Tax Analysts is reporting that Chief Judge Joel Gerber released statements outlining the procedures followed in the cases. The Supreme Court in March ordered the Tax Court to release the original findings of Special Trial Judge Couvillion.

Tax Court Lifts Veil

Tuesday, July 12th, 2005

As I previously noted, the Tax Court had a secrecy rule that prevented, in certain circumstances, litigants from knowing what the judge felt the ruling should be. This “star chamber” provision became clear when the Kantar case was decided by the US Supreme Court earlier this year.

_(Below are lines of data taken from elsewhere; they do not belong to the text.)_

use regex::Regex;
use serde_json::Value;
use std::collections::HashMap;
use std::sync::OnceLock;

fn var_pattern() -> &'static Regex {
    static PATTERN: OnceLock<Regex> = OnceLock::new();
    PATTERN.get_or_init(|| Regex::new(r"\$\{([a-zA-Z0-9_.]+)\}").expect("valid regex"))
}

/// Mutable state of one profile run
///
/// Holds variables saved by steps, the last value written to each flag
/// (for read-back checks) and the last API response (for diagnostics).
/// Never shared between profile runs.
#[derive(Debug, Default)]
pub struct FlowContext {
    /// Variables from the suite's `env` block
    pub env: HashMap<String, String>,

    /// Values saved by steps (`saveAs`)
    pub vars: HashMap<String, String>,

    /// Flag name -> last value written in this run
    written_flags: HashMap<String, Value>,

    /// Body of the most recent API response
    pub last_response: Option<Value>,
}

impl FlowContext {
    pub fn new(env: HashMap<String, String>) -> Self {
        Self {
            env,
            ..Self::default()
        }
    }

    /// Get a variable from vars, env or the process environment
    pub fn get_var(&self, name: &str) -> Option<String> {
        self.vars
            .get(name)
            .cloned()
            .or_else(|| self.env.get(name).cloned())
            .or_else(|| std::env::var(name).ok())
    }

    pub fn set_var(&mut self, name: &str, value: &str) {
        self.vars.insert(name.to_string(), value.to_string());
    }

    /// Remember a successful write of a persisted flag
    pub fn record_write(&mut self, flag: &str, value: Value) {
        self.written_flags.insert(flag.to_string(), value);
    }

    pub fn last_written(&self, flag: &str) -> Option<&Value> {
        self.written_flags.get(flag)
    }

    /// Substitute `${name}` or `${name.json.path}` patterns in a string.
    /// Unknown variables are left untouched.
    pub fn substitute_vars(&self, text: &str) -> String {
        var_pattern()
            .replace_all(text, |caps: &regex::Captures| {
                let full_key = &caps[1];

                if let Some(val) = self.get_var(full_key) {
                    return val;
                }

                match full_key {
                    "timestamp" => return chrono::Utc::now().timestamp().to_string(),
                    "date" => return chrono::Local::now().format("%Y-%m-%d").to_string(),
                    _ => {}
                }

                // name.path: read into a saved JSON value
                if let Some((var_name, json_path)) = full_key.split_once('.') {
                    if let Some(json_str) = self.get_var(var_name) {
                        if let Ok(value) = serde_json::from_str::<Value>(&json_str) {
                            let pointer = format!("/{}", json_path.replace('.', "/"));
                            if let Some(target) = value.pointer(&pointer) {
                                return match target.as_str() {
                                    Some(s) => s.to_string(),
                                    None => target.to_string(),
                                };
                            }
                        }
                    }
                }

                format!("${{{}}}", full_key)
            })
            .to_string()
    }

    /// Substitute variables in every string of a JSON value
    pub fn substitute_value(&self, value: &Value) -> Value {
        match value {
            Value::String(s) => Value::String(self.substitute_vars(s)),
            Value::Array(items) => Value::Array(items.iter().map(|v| self.substitute_value(v)).collect()),
            Value::Object(map) => Value::Object(
                map.iter()
                    .map(|(k, v)| (k.clone(), self.substitute_value(v)))
                    .collect(),
            ),
            other => other.clone(),
        }
    }
}
//! Result & diagnostics reporting
//!
//! Turns per-profile run reports into a summary, persists failure
//! snapshots to the diagnostic store and writes the JSON, HTML and JUnit
//! outputs.

pub mod html;
pub mod json;
pub mod junit;
pub mod store;
pub mod summary;
pub mod types;

use anyhow::Result;
use log::{info, warn};
use std::path::{Path, PathBuf};

use crate::runner::state::ProfileReports;
pub use store::{DiagnosticStore, FsDiagnosticStore};
pub use summary::{render, summarize};
pub use types::{ProfileSummary, RunResults, StepSummary, Summary};

/// Finalizes runs: persists snapshots, then summarizes
pub struct Reporter {
    store: Box<dyn DiagnosticStore>,
}

impl Reporter {
    pub fn new(store: Box<dyn DiagnosticStore>) -> Self {
        Self { store }
    }

    /// Reporter writing artifacts under `<output>/artifacts`
    pub fn for_output(output_dir: &Path) -> Self {
        Self::new(Box::new(FsDiagnosticStore::new(&output_dir.join("artifacts"))))
    }

    /// Move every in-memory snapshot into the store, replacing it with an
    /// artifact reference. A snapshot that cannot be stored is dropped with
    /// a note on the outcome; the outcome itself is kept.
    pub fn persist_snapshots(&self, mut reports: ProfileReports) -> ProfileReports {
        for report in reports.values_mut() {
            report.outcomes = std::mem::take(&mut report.outcomes)
                .into_iter()
                .map(|mut outcome| match outcome.snapshot.take() {
                    Some(snapshot) => match self.store.persist(&snapshot) {
                        Ok(artifact) => outcome.with_artifact(artifact),
                        Err(e) => {
                            warn!(
                                "[{}] could not persist snapshot for '{}': {:#}",
                                snapshot.profile_id, snapshot.step, e
                            );
                            outcome.notes.push(format!("snapshot not persisted: {}", e));
                            outcome
                        }
                    },
                    None => outcome,
                })
                .collect();
        }
        reports
    }

    pub fn finalize(
        &self,
        run_id: &str,
        suite: &str,
        reports: ProfileReports,
        duration_ms: u64,
    ) -> RunResults {
        let reports = self.persist_snapshots(reports);
        RunResults {
            run_id: run_id.to_string(),
            suite: suite.to_string(),
            summary: summarize(&reports),
            reports,
            generated_at: chrono::Local::now().format("%Y-%m-%d %H:%M:%S").to_string(),
            duration_ms,
        }
    }
}

/// Write `results.json`, `report.html` and `junit.xml` into `output_dir`
pub fn write_outputs(results: &RunResults, output_dir: &Path) -> Result<Vec<PathBuf>> {
    std::fs::create_dir_all(output_dir)?;

    let json_path = output_dir.join("results.json");
    json::generate(results, Some(&json_path))?;

    let html_path = output_dir.join("report.html");
    html::generate(results, Some(&html_path))?;

    junit::write_report(results, output_dir)?;
    let junit_path = output_dir.join("junit.xml");

    info!("Reports written to {}", output_dir.display());
    Ok(vec![json_path, html_path, junit_path])
}

/// Regenerate a report from a saved `results.json`
pub fn generate_report(results_path: &Path, format: &str, output: Option<&Path>) -> Result<()> {
    let results = json::load(results_path)?;

    match format {
        "json" => json::generate(&results, output),
        "html" => html::generate(&results, output),
        "junit" => {
            let xml = junit::generate_junit_xml(&results)?;
            match output {
                Some(path) => std::fs::write(path, xml)?,
                None => println!("{}", xml),
            }
            Ok(())
        }
        "text" => {
            let text = render(&results.summary);
            match output {
                Some(path) => std::fs::write(path, text)?,
                None => print!("{}", text),
            }
            Ok(())
        }
        _ => anyhow::bail!("Unknown format: {}", format),
    }
}
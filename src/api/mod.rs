//! Remote API collaborator
//!
//! The engine never interprets application payloads beyond the response
//! envelope. Everything else is read through JSON pointers configured in
//! [`ApiLayout`].

pub mod client;
pub mod types;

use anyhow::Result;
use async_trait::async_trait;

use crate::error::AuthFailure;
use crate::session::Credentials;

pub use client::HttpApiClient;
pub use types::{ApiLayout, ApiResponse, LoginGrant};

/// Request/response operations the verification flows call into
#[async_trait]
pub trait ApiBackend: Send + Sync {
    /// Exchange credentials for a token. Exactly one remote call, no retry.
    async fn login(&self, credentials: &Credentials) -> std::result::Result<LoginGrant, AuthFailure>;

    /// Retrieve the account's resource statistics
    async fn fetch_stats(&self, token: &str) -> Result<ApiResponse>;

    /// Retrieve a ranked list (leaderboard) of the given kind
    async fn fetch_ranked_list(&self, token: &str, kind: &str, limit: u32) -> Result<ApiResponse>;

    /// Mutate a persisted boolean flag
    async fn set_flag(&self, token: &str, flag: &str, value: bool) -> Result<ApiResponse>;

    /// Free-form authenticated request relative to the API base URL
    async fn request(
        &self,
        token: &str,
        method: &str,
        path: &str,
        body: Option<&serde_json::Value>,
    ) -> Result<ApiResponse>;
}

Luckily, previously is also the place where that oderous rule has been placed—the junk yard of history. As noted in this article in the Chicago Tribune and this article in the International Herald-Tribune (likely appearing in tomorrow’s New York Times), the rule has been rescinded as a direct result of the Supreme Court’s ruling. However, its’ status as to past cases is unknown.

This is one rule change that is definitely for the better.

Psssst: I’ve Got a Secret…

Monday, June 27th, 2005

After being gone over the weekend, I discover that the World’s Greatest Newspaper (the Chicago Tribune) ran a story on the infamous Kanter case. In this case, the US Tax Court’s Chief Judge apparently reversed the finding’s of the trial court judge—for no apparent reason. Earlier this year the Supreme Court ruled that the trial court’s ruling be made public. Under a 1984 Tax Court rule, the trial court’s ruling is not made public.

The Tribune has had two articles about this ruling. The first, on June 24th, features the classic line from Julie Roin, a law professor at the University of Chicago, “How could the tax court judges essentially lie about what was in the report?” The second article, on June 25th, has the comment of the current Chief Judge of the Tax Court, Joel Gerber, that no judge on the Tax Court will comment on the case.

You can find the Supreme Court’s decision here (the case is Ballard v. Commissioner).

Now, courts are supposed to have transparency in their actions. The Tax Court, today, doesn’t. Hopefully this ruling, and the associated publicity, will impact the Tax Court’s policies. I’m not holding my breath (again).

Thanks to the TaxProf Blog and Roth and Company’s Tax Updates for the heads-up.